▶ _Work item_
Extract each line from the entries below that has the string "metrics" in it.

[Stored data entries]

⟨

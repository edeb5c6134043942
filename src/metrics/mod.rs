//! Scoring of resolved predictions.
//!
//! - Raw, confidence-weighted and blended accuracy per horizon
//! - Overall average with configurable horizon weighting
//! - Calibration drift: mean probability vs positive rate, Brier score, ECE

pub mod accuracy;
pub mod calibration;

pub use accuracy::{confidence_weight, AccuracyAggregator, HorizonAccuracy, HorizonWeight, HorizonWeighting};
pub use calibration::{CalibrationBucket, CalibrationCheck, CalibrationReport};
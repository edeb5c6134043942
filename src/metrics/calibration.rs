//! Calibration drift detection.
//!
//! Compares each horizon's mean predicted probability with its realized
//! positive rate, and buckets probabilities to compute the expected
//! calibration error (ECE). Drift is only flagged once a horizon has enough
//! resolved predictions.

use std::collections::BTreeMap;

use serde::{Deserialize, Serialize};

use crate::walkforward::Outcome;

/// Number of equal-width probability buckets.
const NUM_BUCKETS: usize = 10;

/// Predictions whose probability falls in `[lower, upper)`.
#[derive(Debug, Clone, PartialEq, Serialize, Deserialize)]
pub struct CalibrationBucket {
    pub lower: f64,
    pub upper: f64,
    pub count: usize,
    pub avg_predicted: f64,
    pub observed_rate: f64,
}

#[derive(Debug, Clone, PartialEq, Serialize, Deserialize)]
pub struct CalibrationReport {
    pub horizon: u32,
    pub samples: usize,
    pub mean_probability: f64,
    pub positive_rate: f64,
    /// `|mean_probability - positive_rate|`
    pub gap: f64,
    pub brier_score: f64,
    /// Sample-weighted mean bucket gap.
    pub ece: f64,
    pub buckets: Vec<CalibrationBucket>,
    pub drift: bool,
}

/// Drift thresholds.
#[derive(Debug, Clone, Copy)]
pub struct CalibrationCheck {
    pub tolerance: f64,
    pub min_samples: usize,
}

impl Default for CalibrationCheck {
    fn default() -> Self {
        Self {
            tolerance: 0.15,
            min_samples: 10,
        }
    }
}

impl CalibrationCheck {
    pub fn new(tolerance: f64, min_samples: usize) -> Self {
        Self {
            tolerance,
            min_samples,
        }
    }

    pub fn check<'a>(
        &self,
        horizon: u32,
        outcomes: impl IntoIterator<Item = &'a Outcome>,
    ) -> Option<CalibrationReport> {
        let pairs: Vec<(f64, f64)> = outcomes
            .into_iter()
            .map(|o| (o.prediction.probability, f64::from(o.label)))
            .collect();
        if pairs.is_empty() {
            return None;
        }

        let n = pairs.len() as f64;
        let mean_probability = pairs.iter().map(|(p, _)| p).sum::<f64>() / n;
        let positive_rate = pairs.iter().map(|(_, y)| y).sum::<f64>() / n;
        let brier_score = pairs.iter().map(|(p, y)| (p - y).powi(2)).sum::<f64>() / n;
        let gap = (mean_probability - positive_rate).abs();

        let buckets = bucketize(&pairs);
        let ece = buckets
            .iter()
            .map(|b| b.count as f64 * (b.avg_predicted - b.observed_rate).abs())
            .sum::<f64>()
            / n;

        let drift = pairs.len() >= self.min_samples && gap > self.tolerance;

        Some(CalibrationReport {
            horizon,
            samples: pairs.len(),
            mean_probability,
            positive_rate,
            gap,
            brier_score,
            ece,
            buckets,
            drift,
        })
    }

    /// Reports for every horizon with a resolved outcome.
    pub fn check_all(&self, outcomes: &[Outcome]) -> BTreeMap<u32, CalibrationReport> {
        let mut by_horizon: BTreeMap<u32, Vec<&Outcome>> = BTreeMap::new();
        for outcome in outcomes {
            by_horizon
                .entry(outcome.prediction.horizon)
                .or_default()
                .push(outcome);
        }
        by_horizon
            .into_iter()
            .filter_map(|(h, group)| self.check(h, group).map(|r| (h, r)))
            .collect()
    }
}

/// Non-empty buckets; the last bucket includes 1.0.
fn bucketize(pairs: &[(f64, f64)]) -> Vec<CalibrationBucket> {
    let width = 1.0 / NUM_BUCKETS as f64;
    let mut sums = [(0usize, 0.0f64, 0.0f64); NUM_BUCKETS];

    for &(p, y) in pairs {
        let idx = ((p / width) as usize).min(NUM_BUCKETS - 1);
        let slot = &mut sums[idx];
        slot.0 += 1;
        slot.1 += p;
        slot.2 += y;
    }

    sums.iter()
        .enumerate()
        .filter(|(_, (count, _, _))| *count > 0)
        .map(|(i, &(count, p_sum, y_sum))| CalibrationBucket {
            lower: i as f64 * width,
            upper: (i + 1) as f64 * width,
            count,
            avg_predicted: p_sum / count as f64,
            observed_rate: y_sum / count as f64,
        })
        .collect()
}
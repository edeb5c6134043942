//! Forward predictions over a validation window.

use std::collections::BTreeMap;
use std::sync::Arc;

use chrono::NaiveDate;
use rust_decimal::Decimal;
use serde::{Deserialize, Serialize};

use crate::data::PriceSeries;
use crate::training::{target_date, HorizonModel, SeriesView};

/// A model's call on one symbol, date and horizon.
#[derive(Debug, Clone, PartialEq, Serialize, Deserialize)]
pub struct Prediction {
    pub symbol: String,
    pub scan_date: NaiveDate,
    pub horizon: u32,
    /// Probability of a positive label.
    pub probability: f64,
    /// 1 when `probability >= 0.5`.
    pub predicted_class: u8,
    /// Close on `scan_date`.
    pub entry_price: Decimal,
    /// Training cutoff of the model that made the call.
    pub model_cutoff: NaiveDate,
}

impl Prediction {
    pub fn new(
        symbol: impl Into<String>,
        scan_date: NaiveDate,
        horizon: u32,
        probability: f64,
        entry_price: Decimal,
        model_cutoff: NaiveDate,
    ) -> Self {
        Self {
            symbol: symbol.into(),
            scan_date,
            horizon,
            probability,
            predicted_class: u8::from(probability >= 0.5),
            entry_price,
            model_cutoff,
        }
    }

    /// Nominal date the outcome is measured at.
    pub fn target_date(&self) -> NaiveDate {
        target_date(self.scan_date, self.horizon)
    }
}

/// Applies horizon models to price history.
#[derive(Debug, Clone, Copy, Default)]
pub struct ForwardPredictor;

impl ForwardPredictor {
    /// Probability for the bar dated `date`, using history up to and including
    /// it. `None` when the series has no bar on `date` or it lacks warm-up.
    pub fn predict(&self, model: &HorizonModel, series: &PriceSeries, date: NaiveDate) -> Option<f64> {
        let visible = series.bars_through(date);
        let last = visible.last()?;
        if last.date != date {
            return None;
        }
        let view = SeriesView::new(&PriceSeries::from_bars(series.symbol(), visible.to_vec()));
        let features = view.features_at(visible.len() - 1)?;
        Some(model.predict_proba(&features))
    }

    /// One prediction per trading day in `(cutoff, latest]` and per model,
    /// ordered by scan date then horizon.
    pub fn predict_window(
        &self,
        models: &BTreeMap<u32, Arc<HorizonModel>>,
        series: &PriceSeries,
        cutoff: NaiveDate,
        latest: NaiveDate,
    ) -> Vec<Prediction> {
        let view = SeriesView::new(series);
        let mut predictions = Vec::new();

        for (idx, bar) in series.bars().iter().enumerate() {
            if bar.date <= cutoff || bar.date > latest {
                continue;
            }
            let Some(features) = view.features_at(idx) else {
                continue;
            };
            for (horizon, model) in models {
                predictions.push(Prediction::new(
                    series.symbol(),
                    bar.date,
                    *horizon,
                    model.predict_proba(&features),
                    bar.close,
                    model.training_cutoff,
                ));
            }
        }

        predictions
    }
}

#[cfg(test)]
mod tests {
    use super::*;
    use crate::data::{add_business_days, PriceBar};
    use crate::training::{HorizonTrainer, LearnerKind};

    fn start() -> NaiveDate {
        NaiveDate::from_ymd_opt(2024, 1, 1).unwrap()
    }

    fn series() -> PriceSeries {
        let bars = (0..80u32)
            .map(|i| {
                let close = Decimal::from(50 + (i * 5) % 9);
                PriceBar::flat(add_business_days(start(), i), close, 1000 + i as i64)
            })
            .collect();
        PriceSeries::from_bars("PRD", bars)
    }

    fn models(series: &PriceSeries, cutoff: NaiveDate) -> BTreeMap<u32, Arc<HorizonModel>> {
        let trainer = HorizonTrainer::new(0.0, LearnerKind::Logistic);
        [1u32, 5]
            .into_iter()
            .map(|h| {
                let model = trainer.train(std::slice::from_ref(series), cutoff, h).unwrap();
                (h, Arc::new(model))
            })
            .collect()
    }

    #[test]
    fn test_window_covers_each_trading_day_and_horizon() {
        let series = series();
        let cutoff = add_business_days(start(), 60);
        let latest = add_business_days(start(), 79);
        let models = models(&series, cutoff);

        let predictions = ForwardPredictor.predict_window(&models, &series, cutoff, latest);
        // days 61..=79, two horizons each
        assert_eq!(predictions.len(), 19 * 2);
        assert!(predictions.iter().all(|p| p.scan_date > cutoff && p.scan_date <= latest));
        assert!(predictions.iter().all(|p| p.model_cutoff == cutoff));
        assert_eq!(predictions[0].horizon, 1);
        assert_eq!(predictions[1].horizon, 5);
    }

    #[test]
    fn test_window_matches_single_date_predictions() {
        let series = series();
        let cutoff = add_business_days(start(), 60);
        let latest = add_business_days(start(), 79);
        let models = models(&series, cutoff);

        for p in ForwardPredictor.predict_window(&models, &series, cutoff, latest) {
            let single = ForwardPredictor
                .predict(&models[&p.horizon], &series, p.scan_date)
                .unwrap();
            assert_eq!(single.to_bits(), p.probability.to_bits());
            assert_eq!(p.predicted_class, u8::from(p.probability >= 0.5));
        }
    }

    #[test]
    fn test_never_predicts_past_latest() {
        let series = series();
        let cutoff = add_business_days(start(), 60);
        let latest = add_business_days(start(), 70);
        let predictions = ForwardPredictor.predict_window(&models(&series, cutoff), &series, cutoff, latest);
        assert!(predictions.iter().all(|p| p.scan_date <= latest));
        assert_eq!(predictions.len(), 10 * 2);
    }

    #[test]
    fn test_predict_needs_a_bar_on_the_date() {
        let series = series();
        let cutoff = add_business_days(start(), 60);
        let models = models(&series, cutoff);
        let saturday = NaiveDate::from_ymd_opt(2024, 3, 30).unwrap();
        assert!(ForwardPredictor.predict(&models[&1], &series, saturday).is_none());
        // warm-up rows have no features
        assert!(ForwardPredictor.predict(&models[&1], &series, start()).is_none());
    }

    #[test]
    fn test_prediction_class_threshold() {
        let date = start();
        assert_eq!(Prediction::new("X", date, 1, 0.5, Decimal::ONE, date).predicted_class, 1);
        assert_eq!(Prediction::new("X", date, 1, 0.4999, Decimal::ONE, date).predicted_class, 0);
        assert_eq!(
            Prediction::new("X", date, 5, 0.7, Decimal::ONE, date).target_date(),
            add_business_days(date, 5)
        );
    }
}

⟩

▶ _Worked solution_
filename src/metrics/mod.rs
filename src/metrics/calibration.rs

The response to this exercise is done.